Anyway, you do not need to change the partition numbers. Moving a
partition does not mean changing its number.

> But dding the start of the disk, enough to copy the entire windows 
> partition and the stuff before the first one might be a good idea.
> Unless the MBR or something related to it contains information about the 
> size of the entire disk, which will now be wrong.  And it;s the space 
> before the first partition which is likely to contain the crucial boot 
> information that Windows might want.  That ans the EFI partition, of 
> course.

So your system boots from UEFI. This make things a bit different.

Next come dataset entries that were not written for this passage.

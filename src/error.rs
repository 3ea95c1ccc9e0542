//! Error taxonomy for the ranking pipeline.
//!
//! Every failure is fatal: nothing in the pipeline retries or recovers, so
//! each variant carries enough context (the URL or selector involved) to be
//! reported to the operator as-is.

/// Errors that abort a ranking run.
#[derive(Debug, thiserror::Error)]
pub enum RankingError {
    /// The request could not be sent or its body could not be read.
    #[error("request to {url} failed: {source}")]
    Transport {
        url: String,
        #[source]
        source: reqwest::Error,
    },

    /// The server answered with a non-success status.
    #[error("request to {url} returned HTTP {status}")]
    Status { url: String, status: u16 },

    /// A response body was not the JSON shape we expected.
    #[error("malformed JSON from {url}: {source}")]
    Json {
        url: String,
        #[source]
        source: serde_json::Error,
    },

    /// An HTML page lacked an element the pipeline depends on.
    #[error("no element matching '{selector}' in {url}")]
    MissingElement { url: String, selector: String },

    /// A configured CSS selector did not parse.
    #[error("invalid selector '{selector}': {reason}")]
    InvalidSelector { selector: String, reason: String },

    /// A configured or discovered URL did not parse.
    #[error("invalid URL '{url}': {source}")]
    InvalidUrl {
        url: String,
        #[source]
        source: url::ParseError,
    },
}

impl RankingError {
    /// Whether the failure came from the network layer rather than the data.
    pub fn is_network(&self) -> bool {
        matches!(self, Self::Transport { .. } | Self::Status { .. })
    }
}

1) UEFI booting does not require the MBR and blocklist kludge used for
BIOS booting. The UEFI booloaders are just regular files in the EFI
system partition. So you could just create partitions on the new disk
and copy the files (you may have to update some UUIDs where needed), or
the raw partitions using dd.

2) If Windows boots from UEFI, I suppose that the original disk
partition table is in the GPT format. This format stores two copies of
the GPT header, one at the beginning (primary header) and one at the end
of the disk (secondary header). Each header has a pointer to the other,
so in a way the primary header has a reference to the end of the disk
where the secondary header is located. So, if you use dd to copy the
whole disk, the secondary header will not be at the end of the new disk.
Maybe tools such as gdisk can fix this.